• **TASK ITEM**:
Pull every line with "Some" from the material.
____
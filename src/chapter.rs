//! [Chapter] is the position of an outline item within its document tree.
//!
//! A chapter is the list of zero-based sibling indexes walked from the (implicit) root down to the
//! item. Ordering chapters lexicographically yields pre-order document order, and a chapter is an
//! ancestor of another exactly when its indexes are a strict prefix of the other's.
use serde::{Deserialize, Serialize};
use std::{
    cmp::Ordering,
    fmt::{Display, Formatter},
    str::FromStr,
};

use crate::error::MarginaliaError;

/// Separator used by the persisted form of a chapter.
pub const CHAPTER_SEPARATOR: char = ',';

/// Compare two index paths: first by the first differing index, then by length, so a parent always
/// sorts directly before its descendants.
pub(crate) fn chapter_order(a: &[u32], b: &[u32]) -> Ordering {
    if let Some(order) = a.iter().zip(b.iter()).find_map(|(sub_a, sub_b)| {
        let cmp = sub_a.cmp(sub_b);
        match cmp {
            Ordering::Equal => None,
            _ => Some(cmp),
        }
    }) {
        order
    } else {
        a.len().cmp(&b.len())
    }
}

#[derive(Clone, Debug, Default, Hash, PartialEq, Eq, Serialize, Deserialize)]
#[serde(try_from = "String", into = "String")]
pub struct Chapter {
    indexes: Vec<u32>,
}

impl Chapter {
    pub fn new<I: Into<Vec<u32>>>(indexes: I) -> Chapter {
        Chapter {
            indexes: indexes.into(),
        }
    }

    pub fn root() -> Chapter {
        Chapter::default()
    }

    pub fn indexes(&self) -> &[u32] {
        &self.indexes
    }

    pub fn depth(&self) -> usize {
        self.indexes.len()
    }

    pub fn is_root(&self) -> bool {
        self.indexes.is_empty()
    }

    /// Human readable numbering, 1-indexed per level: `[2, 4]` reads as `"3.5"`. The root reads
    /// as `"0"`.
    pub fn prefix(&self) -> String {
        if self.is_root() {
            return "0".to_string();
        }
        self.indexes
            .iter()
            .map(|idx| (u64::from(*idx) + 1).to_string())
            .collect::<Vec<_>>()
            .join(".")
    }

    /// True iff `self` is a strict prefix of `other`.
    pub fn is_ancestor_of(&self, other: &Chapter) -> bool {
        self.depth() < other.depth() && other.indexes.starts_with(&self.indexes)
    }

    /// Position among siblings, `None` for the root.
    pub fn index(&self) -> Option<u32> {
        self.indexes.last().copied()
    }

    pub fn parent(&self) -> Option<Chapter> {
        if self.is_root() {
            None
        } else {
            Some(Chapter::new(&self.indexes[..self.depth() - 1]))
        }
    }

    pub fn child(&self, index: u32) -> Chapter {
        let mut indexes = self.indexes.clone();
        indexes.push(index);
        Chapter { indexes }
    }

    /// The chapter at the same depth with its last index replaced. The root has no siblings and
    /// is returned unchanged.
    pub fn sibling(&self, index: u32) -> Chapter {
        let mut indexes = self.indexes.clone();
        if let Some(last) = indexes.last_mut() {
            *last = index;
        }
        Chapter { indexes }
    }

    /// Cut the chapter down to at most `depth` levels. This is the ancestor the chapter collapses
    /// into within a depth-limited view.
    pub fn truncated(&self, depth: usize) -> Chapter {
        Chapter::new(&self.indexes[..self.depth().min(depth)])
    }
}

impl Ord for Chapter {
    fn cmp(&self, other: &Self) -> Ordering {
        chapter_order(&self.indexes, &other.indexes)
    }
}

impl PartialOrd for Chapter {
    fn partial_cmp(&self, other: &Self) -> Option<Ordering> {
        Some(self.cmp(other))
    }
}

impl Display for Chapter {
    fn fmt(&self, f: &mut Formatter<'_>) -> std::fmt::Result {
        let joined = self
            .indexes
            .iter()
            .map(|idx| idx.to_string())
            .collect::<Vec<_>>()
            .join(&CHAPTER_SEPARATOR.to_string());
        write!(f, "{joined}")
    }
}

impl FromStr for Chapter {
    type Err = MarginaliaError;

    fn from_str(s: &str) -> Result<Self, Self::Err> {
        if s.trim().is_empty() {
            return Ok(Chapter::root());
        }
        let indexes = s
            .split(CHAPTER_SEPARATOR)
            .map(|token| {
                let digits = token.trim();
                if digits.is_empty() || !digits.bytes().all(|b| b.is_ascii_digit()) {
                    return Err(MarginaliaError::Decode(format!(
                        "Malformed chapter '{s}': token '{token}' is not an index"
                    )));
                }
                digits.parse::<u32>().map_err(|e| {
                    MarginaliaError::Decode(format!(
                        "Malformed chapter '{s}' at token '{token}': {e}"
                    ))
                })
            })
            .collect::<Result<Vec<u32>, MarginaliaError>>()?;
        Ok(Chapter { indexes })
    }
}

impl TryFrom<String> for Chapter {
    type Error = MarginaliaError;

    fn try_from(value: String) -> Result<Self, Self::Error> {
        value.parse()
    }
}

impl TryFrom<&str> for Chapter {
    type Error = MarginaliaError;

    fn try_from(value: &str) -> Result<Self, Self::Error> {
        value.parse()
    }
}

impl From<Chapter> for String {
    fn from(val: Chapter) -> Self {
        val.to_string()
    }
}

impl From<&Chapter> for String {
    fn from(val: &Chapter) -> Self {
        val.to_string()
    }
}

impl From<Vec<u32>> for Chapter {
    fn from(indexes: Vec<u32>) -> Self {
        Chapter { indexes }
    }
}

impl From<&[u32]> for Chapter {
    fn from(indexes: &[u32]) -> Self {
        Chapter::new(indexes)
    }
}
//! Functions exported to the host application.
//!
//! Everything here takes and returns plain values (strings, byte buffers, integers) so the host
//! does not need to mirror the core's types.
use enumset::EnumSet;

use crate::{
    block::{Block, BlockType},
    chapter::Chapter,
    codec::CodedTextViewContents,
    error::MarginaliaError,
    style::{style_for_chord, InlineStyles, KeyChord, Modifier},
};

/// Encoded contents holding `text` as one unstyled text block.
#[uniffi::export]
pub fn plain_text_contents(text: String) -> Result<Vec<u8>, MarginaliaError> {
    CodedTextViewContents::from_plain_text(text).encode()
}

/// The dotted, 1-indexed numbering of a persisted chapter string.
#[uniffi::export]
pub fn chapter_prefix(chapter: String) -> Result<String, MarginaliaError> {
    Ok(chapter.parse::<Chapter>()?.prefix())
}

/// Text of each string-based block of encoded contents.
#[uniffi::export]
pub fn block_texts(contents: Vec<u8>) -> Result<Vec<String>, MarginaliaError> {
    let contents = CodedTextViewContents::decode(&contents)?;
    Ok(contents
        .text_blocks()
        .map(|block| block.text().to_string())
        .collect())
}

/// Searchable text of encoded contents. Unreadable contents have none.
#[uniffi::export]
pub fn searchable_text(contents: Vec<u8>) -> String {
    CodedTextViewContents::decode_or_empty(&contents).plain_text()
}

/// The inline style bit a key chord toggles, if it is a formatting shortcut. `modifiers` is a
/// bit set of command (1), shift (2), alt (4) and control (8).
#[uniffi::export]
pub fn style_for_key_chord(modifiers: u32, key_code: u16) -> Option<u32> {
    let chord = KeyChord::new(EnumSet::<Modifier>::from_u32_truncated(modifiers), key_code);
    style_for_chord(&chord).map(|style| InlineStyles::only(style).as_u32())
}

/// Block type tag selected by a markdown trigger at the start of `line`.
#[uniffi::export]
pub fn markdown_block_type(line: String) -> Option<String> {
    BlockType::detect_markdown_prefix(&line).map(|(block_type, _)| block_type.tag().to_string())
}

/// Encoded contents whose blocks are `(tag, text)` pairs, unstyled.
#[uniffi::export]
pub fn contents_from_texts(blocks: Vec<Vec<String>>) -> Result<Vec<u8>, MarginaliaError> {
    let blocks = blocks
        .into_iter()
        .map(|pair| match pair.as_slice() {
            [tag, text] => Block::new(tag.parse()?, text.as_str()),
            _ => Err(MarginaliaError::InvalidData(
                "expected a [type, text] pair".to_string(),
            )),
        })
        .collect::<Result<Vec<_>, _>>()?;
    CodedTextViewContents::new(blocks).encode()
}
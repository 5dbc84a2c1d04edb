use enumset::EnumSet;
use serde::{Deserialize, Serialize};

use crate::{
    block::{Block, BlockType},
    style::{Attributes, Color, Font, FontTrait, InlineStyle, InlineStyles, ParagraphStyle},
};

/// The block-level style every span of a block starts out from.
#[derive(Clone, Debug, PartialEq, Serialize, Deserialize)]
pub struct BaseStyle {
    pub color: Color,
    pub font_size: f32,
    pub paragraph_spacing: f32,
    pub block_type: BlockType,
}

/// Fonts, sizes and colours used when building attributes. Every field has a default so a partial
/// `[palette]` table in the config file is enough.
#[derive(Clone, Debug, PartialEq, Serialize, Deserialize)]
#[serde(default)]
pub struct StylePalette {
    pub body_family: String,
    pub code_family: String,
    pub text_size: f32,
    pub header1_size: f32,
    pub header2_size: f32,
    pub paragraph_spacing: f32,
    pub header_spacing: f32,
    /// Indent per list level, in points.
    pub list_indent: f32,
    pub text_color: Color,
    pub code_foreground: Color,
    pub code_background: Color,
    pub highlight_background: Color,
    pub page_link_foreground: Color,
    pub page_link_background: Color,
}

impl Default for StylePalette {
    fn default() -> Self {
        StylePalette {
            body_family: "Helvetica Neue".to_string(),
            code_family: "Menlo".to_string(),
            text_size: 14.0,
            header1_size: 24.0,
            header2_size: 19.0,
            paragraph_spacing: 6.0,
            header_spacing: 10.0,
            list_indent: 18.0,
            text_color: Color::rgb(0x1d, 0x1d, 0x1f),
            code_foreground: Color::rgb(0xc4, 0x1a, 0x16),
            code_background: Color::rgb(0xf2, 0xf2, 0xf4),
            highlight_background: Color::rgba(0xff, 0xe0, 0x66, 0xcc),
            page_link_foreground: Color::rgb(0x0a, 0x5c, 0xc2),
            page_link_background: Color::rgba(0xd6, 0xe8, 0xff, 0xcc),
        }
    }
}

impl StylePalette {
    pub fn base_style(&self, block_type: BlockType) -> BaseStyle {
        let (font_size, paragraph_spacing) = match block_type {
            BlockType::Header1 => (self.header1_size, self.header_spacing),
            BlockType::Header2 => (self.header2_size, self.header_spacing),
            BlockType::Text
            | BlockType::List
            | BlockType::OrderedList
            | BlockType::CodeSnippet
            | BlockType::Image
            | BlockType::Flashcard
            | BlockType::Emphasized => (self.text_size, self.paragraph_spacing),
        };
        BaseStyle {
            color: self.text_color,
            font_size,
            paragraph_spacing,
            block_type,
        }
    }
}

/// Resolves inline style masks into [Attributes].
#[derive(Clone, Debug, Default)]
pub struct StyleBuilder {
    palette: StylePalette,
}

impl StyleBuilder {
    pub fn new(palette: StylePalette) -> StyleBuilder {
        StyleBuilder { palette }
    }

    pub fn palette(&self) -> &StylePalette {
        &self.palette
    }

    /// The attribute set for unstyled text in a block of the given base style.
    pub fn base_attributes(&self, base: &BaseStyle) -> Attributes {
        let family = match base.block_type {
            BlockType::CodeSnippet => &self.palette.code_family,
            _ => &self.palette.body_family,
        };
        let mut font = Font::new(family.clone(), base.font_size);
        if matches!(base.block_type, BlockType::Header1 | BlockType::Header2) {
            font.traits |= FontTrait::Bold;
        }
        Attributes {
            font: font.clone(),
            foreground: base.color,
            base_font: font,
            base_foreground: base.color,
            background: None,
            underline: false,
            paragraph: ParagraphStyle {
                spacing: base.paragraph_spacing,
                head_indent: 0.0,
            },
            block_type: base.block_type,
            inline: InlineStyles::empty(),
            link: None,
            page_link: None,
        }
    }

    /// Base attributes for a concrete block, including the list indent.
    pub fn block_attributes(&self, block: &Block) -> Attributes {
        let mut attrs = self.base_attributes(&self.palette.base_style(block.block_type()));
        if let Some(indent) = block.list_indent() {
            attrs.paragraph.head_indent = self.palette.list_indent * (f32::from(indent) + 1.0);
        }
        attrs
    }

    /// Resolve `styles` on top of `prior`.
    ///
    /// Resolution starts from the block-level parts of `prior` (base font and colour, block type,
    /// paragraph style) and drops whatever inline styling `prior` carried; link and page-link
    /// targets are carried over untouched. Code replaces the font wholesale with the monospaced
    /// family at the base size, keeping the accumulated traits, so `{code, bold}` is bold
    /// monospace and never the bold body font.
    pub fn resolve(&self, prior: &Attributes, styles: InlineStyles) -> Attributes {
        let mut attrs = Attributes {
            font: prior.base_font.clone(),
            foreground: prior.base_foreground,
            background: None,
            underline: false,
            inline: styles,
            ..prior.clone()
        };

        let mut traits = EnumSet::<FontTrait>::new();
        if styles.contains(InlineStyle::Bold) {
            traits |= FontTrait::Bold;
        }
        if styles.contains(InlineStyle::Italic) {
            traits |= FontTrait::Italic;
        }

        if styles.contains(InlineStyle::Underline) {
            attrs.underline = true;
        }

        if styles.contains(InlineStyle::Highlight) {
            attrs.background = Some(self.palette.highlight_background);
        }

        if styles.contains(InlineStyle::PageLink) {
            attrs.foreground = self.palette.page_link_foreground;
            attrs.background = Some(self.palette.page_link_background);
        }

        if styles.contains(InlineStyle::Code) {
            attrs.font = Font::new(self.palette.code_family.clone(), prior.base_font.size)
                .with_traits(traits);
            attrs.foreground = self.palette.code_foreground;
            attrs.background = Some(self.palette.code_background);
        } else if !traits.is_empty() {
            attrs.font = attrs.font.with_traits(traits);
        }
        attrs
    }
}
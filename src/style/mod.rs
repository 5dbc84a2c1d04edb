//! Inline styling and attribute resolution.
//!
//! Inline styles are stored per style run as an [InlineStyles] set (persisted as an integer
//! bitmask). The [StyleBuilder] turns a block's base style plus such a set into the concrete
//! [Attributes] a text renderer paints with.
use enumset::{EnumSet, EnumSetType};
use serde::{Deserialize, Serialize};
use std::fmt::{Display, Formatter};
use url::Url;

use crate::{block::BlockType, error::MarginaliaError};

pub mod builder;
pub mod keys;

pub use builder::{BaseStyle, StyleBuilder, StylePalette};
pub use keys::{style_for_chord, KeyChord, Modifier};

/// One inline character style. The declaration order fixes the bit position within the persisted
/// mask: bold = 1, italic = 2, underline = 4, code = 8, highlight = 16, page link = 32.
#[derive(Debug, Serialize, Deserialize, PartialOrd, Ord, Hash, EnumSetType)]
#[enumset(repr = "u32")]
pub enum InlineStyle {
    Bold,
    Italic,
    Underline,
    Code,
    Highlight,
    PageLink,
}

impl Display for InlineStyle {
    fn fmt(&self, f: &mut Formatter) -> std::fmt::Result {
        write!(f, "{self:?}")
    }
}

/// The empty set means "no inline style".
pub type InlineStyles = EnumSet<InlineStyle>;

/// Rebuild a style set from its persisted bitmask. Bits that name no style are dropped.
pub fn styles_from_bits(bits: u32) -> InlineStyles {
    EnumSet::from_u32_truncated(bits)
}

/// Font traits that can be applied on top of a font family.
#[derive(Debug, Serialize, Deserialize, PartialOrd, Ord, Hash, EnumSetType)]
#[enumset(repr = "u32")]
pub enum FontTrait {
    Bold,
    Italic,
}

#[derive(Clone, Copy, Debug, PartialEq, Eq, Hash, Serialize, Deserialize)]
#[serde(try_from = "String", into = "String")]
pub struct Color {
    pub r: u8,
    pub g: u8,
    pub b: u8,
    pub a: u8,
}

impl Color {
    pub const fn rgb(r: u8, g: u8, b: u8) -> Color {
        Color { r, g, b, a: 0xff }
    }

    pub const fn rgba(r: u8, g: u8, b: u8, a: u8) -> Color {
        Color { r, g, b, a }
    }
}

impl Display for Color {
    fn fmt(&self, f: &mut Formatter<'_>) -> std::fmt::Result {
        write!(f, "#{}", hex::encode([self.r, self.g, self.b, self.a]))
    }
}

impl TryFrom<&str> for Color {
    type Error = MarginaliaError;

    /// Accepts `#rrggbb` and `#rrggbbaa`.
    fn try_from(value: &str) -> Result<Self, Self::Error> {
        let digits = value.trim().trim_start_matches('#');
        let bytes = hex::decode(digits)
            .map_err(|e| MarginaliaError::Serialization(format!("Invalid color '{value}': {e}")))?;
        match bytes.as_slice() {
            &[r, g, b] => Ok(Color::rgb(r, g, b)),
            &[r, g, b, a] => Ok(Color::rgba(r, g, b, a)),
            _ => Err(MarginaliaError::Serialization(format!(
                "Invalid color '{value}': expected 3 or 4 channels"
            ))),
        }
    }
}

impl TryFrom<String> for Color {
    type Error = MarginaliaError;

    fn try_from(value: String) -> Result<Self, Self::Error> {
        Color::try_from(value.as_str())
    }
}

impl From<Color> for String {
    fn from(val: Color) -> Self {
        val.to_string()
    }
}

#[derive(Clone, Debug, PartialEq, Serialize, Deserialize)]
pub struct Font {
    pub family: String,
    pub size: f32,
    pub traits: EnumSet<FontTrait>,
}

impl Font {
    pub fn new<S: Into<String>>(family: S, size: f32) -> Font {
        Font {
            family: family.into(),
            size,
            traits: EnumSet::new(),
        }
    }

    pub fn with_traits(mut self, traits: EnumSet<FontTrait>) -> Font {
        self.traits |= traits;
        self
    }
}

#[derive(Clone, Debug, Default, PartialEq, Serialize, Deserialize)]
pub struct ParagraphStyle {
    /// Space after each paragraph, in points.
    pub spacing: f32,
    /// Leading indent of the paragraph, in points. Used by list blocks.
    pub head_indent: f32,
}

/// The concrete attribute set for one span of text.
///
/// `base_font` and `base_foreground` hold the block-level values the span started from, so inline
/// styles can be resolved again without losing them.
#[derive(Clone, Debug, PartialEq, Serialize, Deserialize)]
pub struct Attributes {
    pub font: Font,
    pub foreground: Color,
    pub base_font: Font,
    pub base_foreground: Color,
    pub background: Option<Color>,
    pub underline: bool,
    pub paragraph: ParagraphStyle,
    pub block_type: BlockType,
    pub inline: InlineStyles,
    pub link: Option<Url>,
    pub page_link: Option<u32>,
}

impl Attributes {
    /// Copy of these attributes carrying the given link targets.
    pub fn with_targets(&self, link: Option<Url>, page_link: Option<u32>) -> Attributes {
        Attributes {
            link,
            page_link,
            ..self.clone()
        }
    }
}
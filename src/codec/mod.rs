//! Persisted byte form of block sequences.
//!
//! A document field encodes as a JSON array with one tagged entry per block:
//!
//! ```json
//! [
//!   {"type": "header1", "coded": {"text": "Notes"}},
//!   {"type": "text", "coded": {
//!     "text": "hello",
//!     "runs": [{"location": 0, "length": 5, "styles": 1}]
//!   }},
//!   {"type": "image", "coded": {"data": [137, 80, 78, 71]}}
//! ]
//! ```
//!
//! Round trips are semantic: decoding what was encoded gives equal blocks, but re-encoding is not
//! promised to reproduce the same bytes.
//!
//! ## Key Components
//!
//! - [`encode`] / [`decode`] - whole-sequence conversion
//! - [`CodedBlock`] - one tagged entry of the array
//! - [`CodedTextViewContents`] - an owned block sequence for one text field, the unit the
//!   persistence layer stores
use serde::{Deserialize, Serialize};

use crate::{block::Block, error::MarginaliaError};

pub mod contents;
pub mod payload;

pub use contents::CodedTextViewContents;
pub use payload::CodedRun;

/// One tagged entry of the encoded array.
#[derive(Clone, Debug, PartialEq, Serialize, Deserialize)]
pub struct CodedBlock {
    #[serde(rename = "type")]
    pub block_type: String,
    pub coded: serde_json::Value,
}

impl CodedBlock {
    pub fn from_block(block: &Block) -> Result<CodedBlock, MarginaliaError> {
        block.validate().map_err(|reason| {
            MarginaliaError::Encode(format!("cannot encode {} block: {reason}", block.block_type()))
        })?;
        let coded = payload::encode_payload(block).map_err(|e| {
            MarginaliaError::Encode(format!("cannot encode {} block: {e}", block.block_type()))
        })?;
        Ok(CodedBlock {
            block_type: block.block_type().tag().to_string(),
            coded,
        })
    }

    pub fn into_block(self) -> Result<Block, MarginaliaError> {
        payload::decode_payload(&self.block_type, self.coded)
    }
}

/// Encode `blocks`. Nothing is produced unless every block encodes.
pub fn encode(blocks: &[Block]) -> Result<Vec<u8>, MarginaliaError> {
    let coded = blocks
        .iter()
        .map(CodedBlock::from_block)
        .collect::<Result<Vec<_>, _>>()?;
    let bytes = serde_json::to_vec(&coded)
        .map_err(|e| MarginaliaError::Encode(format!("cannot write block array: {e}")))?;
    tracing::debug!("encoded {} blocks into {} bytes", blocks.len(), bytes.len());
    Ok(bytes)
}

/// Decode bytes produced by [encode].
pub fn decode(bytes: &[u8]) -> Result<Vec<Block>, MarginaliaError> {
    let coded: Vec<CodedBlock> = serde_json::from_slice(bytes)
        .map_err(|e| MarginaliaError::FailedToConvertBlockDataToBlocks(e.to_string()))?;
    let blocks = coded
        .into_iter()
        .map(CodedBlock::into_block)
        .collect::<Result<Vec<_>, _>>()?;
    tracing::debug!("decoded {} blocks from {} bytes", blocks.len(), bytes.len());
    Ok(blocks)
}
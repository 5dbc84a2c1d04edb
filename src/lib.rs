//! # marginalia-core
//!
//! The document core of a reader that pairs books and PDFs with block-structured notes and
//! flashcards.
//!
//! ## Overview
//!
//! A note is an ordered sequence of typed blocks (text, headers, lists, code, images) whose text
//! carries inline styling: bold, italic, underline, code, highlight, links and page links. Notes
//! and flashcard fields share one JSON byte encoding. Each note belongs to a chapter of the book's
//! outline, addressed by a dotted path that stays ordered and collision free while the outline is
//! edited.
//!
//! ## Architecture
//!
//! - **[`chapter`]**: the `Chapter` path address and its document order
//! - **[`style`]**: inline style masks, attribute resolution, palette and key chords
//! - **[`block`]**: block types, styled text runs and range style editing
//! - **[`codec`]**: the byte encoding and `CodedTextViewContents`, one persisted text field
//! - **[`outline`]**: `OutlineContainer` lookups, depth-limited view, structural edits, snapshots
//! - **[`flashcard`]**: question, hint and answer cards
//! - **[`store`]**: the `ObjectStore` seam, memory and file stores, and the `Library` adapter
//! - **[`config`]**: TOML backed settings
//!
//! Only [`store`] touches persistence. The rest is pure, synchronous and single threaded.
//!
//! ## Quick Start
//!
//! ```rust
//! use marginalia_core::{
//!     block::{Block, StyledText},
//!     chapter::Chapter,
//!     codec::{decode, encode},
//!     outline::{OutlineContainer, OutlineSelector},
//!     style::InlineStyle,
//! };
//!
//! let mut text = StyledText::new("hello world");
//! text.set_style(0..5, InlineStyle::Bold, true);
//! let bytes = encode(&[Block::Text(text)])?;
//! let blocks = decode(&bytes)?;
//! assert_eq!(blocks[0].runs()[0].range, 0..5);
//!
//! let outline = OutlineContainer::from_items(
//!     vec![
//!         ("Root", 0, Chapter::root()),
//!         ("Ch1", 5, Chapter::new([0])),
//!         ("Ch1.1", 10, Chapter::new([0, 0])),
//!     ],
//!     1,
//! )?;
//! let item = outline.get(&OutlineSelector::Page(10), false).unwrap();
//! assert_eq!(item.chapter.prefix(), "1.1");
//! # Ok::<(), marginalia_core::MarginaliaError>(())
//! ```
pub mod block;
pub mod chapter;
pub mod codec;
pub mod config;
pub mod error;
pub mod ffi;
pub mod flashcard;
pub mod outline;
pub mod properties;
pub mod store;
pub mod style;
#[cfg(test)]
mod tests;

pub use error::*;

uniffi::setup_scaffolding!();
____
• **OUTPUT**:
    if let Some(order) = a.iter().zip(b.iter()).find_map(|(sub_a, sub_b)| {
            _ => Some(cmp),
            Some(Chapter::new(&self.indexes[..self.depth() - 1]))
        if let Some(last) = indexes.last_mut() {
        Some(self.cmp(other))
        if let Some(indent) = block.list_indent() {
            attrs.background = Some(self.palette.highlight_background);
            attrs.background = Some(self.palette.page_link_background);
            attrs.background = Some(self.palette.code_background);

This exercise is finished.